At her bedside, Marie kept a vial of radium as her night light. That midnight reading better have been worth it…
Albert Einstein and Marie Curie remained close friends for almost 25 years. In addition to attending those fancy smart people events, the pals just liked to have fun and take their families together for hikes on the Swiss Alps. I want to see that road trip movie.
Long after Marie Curie ended her affair with Paul Langevin—in fact, two generations after—her granddaughter and his grandson got married. For the record, the granddaughter, Hélène Langevin-Joliot, followed the family footsteps to become a nuclear physicist, just like her husband, Michel Langevin.
At the time of their investigations, Marie and Pierre Curie had no idea that radium could be so hazardous to human health—to be fair, they literally just discovered it… As a result, they were horrifyingly blasé about the substance.

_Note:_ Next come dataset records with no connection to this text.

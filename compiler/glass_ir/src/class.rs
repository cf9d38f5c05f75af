//! Classes, methods and the class table.

use rustc_hash::FxHashMap;

use crate::{builtin_classes, Instruction, Name, SourceLoc};

/// A method body: an ordered command list with per-command locations.
#[derive(Clone, Debug, PartialEq)]
pub struct GlassFunction {
    name: Name,
    instructions: Vec<Instruction>,
    loc: SourceLoc,
}

impl GlassFunction {
    pub fn new(name: Name, instructions: Vec<Instruction>, loc: SourceLoc) -> Self {
        GlassFunction {
            name,
            instructions,
            loc,
        }
    }

    pub fn name(&self) -> &Name {
        &self.name
    }

    /// Where the method was declared.
    pub fn loc(&self) -> &SourceLoc {
        &self.loc
    }

    pub fn instructions(&self) -> &[Instruction] {
        &self.instructions
    }

    #[inline]
    pub fn get(&self, index: usize) -> Option<&Instruction> {
        self.instructions.get(index)
    }

    pub fn len(&self) -> usize {
        self.instructions.len()
    }

    pub fn is_empty(&self) -> bool {
        self.instructions.is_empty()
    }
}

/// A class with its inheritance already flattened into one method table.
#[derive(Clone, Debug, PartialEq)]
pub struct GlassClass {
    name: Name,
    methods: FxHashMap<Name, GlassFunction>,
    loc: SourceLoc,
}

impl GlassClass {
    /// Build a class from its methods.
    ///
    /// Later methods with the same name replace earlier ones; the loader has
    /// already rejected duplicates by the time a class is built.
    pub fn new(name: Name, methods: impl IntoIterator<Item = GlassFunction>, loc: SourceLoc) -> Self {
        let methods = methods
            .into_iter()
            .map(|func| (func.name().clone(), func))
            .collect();
        GlassClass { name, methods, loc }
    }

    pub fn name(&self) -> &Name {
        &self.name
    }

    pub fn loc(&self) -> &SourceLoc {
        &self.loc
    }

    /// Look up a method by name.
    #[inline]
    pub fn method(&self, name: &str) -> Option<&GlassFunction> {
        self.methods.get(name)
    }

    #[inline]
    pub fn has_method(&self, name: &str) -> bool {
        self.methods.contains_key(name)
    }

    pub fn methods(&self) -> impl Iterator<Item = (&Name, &GlassFunction)> {
        self.methods.iter()
    }

    pub fn method_count(&self) -> usize {
        self.methods.len()
    }
}

/// Immutable name -> class map handed from the loader to the interpreter.
#[derive(Clone, Debug, Default)]
pub struct ClassTable {
    classes: FxHashMap<Name, GlassClass>,
}

impl ClassTable {
    /// An empty table, without builtin classes.
    pub fn new() -> Self {
        ClassTable::default()
    }

    /// A table holding only the builtin classes.
    pub fn with_builtins() -> Self {
        let mut table = ClassTable::new();
        for class in builtin_classes() {
            table.insert(class);
        }
        table
    }

    /// Add a class, returning the class it replaced, if any.
    pub fn insert(&mut self, class: GlassClass) -> Option<GlassClass> {
        self.classes.insert(class.name().clone(), class)
    }

    #[inline]
    pub fn get(&self, name: &str) -> Option<&GlassClass> {
        self.classes.get(name)
    }

    pub fn contains(&self, name: &str) -> bool {
        self.classes.contains_key(name)
    }

    pub fn iter(&self) -> impl Iterator<Item = &GlassClass> {
        self.classes.values()
    }

    pub fn len(&self) -> usize {
        self.classes.len()
    }

    pub fn is_empty(&self) -> bool {
        self.classes.is_empty()
    }
}

impl FromIterator<GlassClass> for ClassTable {
    fn from_iter<I: IntoIterator<Item = GlassClass>>(iter: I) -> Self {
        let mut table = ClassTable::new();
        for class in iter {
            table.insert(class);
        }
        table
    }
}
//! The Glass bytecode.

use std::fmt;

use crate::{Builtin, Name, SourceLoc};

/// One opcode of a method body.
///
/// Loop targets are absolute indices into the owning function's command list,
/// patched by the loader when the matching `\` is seen. The interpreter trusts
/// them.
#[derive(Clone, Debug, PartialEq)]
pub enum Command {
    /// `=`: bind the name on top to the value beneath it.
    AssignVal,
    /// `$`: bind the name on top to the running instance.
    AssignSelf,
    /// `(n)` or a digit: copy the value `n` positions below the top.
    Duplicate(usize),
    /// `?`: call the function value on top.
    ExecuteFunc,
    /// `.`: look up a method on the instance held by a variable.
    GetFunc,
    /// `*`: replace the name on top with the variable's value.
    GetVal,
    /// `/name`: skip past the loop end when `name` is falsy.
    LoopBegin { name: Name, end: usize },
    /// `\`: jump back to the loop begin while `name` is truthy.
    LoopEnd { name: Name, begin: usize },
    /// `!`: instantiate a class into a variable.
    NewInst,
    /// `,`: discard the top value.
    PopStack,
    PushName(Name),
    PushNum(f64),
    PushStr(Vec<u8>),
    /// `^`: leave the current method.
    Return,
    /// Native primitive; only appears in the builtin classes.
    Builtin(Builtin),
}

impl fmt::Display for Command {
    fn fmt(&self, f: &mut fmt::Formatter<'_>) -> fmt::Result {
        match self {
            Command::AssignVal => f.write_str("="),
            Command::AssignSelf => f.write_str("$"),
            Command::Duplicate(n) => write!(f, "({n})"),
            Command::ExecuteFunc => f.write_str("?"),
            Command::GetFunc => f.write_str("."),
            Command::GetVal => f.write_str("*"),
            Command::LoopBegin { name, .. } => write!(f, "/({name})"),
            Command::LoopEnd { .. } => f.write_str("\\"),
            Command::NewInst => f.write_str("!"),
            Command::PopStack => f.write_str(","),
            Command::PushName(name) => write!(f, "({name})"),
            Command::PushNum(n) => write!(f, "<{n}>"),
            Command::PushStr(s) => write!(f, "{:?}", String::from_utf8_lossy(s)),
            Command::Return => f.write_str("^"),
            Command::Builtin(b) => write!(f, "<builtin {}>", b.info().qualified_name()),
        }
    }
}

/// A command together with where it was written.
#[derive(Clone, Debug, PartialEq)]
pub struct Instruction {
    pub command: Command,
    pub loc: SourceLoc,
}

impl Instruction {
    pub fn new(command: Command, loc: SourceLoc) -> Self {
        Instruction { command, loc }
    }
}
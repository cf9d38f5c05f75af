//! Glass driver.
//!
//! Loads source files into a class table and runs them on the interpreter.
//! The `glass` binary is a thin argument parser over [`commands`]; the same
//! entry points are used by the integration tests with buffered I/O.

pub mod commands;
mod tracing_setup;

pub use commands::{
    builtin_table, check_files, list_builtins, load_files, parse_run_args, run_files, run_program,
    CheckSummary, DriverError, RunOptions,
};
pub use tracing_setup::init_tracing;
//! Source for the standard-input builtins.

use std::io::{self, BufRead, Cursor};

/// Where `I.c`, `I.l` and `I.e` read from.
#[derive(Default)]
pub enum InputSource {
    /// The process's standard input.
    #[default]
    Stdin,
    /// In-memory bytes, for tests and embedding.
    Buffer(Cursor<Vec<u8>>),
}

impl InputSource {
    pub fn from_bytes(bytes: impl Into<Vec<u8>>) -> Self {
        InputSource::Buffer(Cursor::new(bytes.into()))
    }

    /// Run `f` against the underlying reader.
    pub fn with_reader<R>(&mut self, f: impl FnOnce(&mut dyn BufRead) -> io::Result<R>) -> io::Result<R> {
        match self {
            InputSource::Stdin => f(&mut io::stdin().lock()),
            InputSource::Buffer(cursor) => f(cursor),
        }
    }
}
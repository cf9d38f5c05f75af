//! `check` and `builtins`.

use glassc::{builtin_table, check_files, load_files, CheckSummary};
use pretty_assertions::assert_eq;

use crate::common::Project;

#[test]
fn check_counts_user_classes() {
    let project = Project::new()
        .file("lib.glass", "{P[a][b]}{C P[c]}")
        .file("main.glass", "{M[m]}");
    let classes = load_files(project.files()).unwrap();
    assert_eq!(
        CheckSummary::of(&classes),
        CheckSummary {
            classes: 3,
            methods: 6,
            runnable: true,
        }
    );
    assert_eq!(check_files(project.files()), 0);
}

#[test]
fn check_without_entry_point_still_loads() {
    let project = Project::new().file("lib.glass", "{P[a]}");
    let classes = load_files(project.files()).unwrap();
    assert!(!CheckSummary::of(&classes).runnable);
    assert_eq!(check_files(project.files()), 0);
}

#[test]
fn check_fails_on_load_errors() {
    let project = Project::new().file("bad.glass", "{M[m\\]}");
    assert_eq!(check_files(project.files()), 1);
}

#[test]
fn builtin_table_lists_every_method() {
    let table = builtin_table();
    assert_eq!(table.len(), 40);
    assert!(table.iter().any(|line| line.starts_with("A.a ")));
    assert!(table.iter().any(|line| line.starts_with("S.si ") && line.contains("3->1")));
}
//! Load and runtime failures as the driver reports them.

use glass_eval::EvalErrorKind;
use glass_parse::{LoadError, ParseError};
use glassc::{DriverError, RunOptions};
use pretty_assertions::assert_eq;

use crate::common::{run, Project};

fn eval_kind(err: DriverError) -> EvalErrorKind {
    match err {
        DriverError::Eval(err) => err.kind,
        other => panic!("expected a runtime error, got {other:?}"),
    }
}

fn load_error(err: DriverError) -> LoadError {
    match err {
        DriverError::Load(err) => err,
        other => panic!("expected a load error, got {other:?}"),
    }
}

#[test]
fn runtime_error_report_names_the_frame() {
    let project = Project::new().file("main.glass", "{M[m<5>(_x)=(_x)(o).?]}");
    let path = project.path("main.glass");
    let report = project.run().err().report();
    assert_eq!(
        report,
        format!(
            "error: '_x' is not an instance (holds <5>)\n  at {}:1:20 in M.m\n",
            path.display()
        )
    );
}

#[test]
fn output_before_a_failure_is_kept() {
    let outcome = run(r#"{M[m(_o)O!"partial"(_o)o.?,]}"#);
    assert_eq!(outcome.stdout, "partial");
    assert!(matches!(
        eval_kind(outcome.err()),
        EvalErrorKind::StackUnderflow { .. }
    ));
}

#[test]
fn trace_lists_every_active_call() {
    let source = "{Q[(boom)(_z)*]}\n{P[(mid)(_q)Q!(_q)(boom).?]}\n{M[m(_p)P!(_p)(mid).?]}";
    let report = run(source).err().report();
    let lines: Vec<&str> = report.lines().collect();
    assert_eq!(lines[0], "error: undefined name '_z'");
    assert!(lines[1].ends_with(":1:14 in Q.boom"), "{report}");
    assert!(lines[2].ends_with(":2:26 in P.mid"), "{report}");
    assert!(lines[3].ends_with(":3:21 in M.m"), "{report}");
    assert_eq!(lines.len(), 4);
}

#[test]
fn missing_entry_point() {
    assert!(matches!(
        eval_kind(run("{P[m]}").err()),
        EvalErrorKind::MissingEntryPoint { .. }
    ));
}

#[test]
fn call_depth_limit() {
    let options = RunOptions {
        max_call_depth: Some(10),
        ..RunOptions::default()
    };
    let err = Project::new()
        .file("loop.glass", "{M[m(_s)$(_s)m.?]}")
        .run_with(&options, "")
        .err();
    assert_eq!(eval_kind(err), EvalErrorKind::RecursionLimit { depth: 10 });
}

#[test]
fn parse_errors_carry_their_location() {
    let err = load_error(run("{M[m/(_x)]}").err());
    assert!(matches!(
        err,
        LoadError::Parse(ParseError::UnclosedLoop { .. })
    ));
    let report = DriverError::Load(err).report();
    assert!(report.starts_with("error: "), "{report}");
    assert!(report.contains(":1:5: loop over '_x'"), "{report}");
}

#[test]
fn unknown_parent() {
    let err = load_error(run("{C (Nope)}{M[m]}").err());
    assert!(matches!(err, LoadError::UnknownParent { .. }));
}

#[test]
fn inheritance_cycle() {
    let err = load_error(run("{(X)(Y)}{(Y)(Z)}{(Z)(X)}{M[m]}").err());
    let LoadError::InheritanceCycle { chain, .. } = err else {
        panic!("expected a cycle, got {err}");
    };
    assert_eq!(chain, "X -> Y -> Z -> X");
}

#[test]
fn class_defined_in_two_files() {
    let err = load_error(
        Project::new()
            .file("a.glass", "{P}")
            .file("b.glass", "{P}{M[m]}")
            .run()
            .err(),
    );
    assert!(matches!(err, LoadError::DuplicateClass { .. }));
}

#[test]
fn redefining_a_builtin_class() {
    let err = load_error(run("{A[(x)]}{M[m]}").err());
    assert!(matches!(err, LoadError::DuplicateClass { .. }));
}

#[test]
fn missing_source_file() {
    let project = Project::new();
    let missing = project.path("nope.glass");
    let err = load_error(
        glassc::load_files(&[missing])
            .map_err(DriverError::from)
            .unwrap_err(),
    );
    assert!(matches!(err, LoadError::Io { .. }));
}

She would literally just walk around with bottles of radium in her pockets. At night, the couple would release the day’s tension by visiting their workroom and basking in the whimsical glow of their lab. As it was described in Marie’s autobiography, “all sides the feebly luminous silhouettes of the bottles of capsules containing our products […] The glowing tubes looked like faint, fairy lights." What a romantic way to get lymphoma.
In her youth, Marie became star-crossed lovers with the future acclaimed mathematician, Kazimierz Zorawski. At the time, Marie was working as a governess in his parents’ household. While they talked of marriage, she was too poor to be a good prospect for his family, and the affair was ended. The separation was mutually painful. Even after Zorawski became an esteemed professor at Warsaw Polytechnic, Marie’s now-elderly sweetheart would seat himself in front of her statue at the Radium Institution and stare at it wistfully.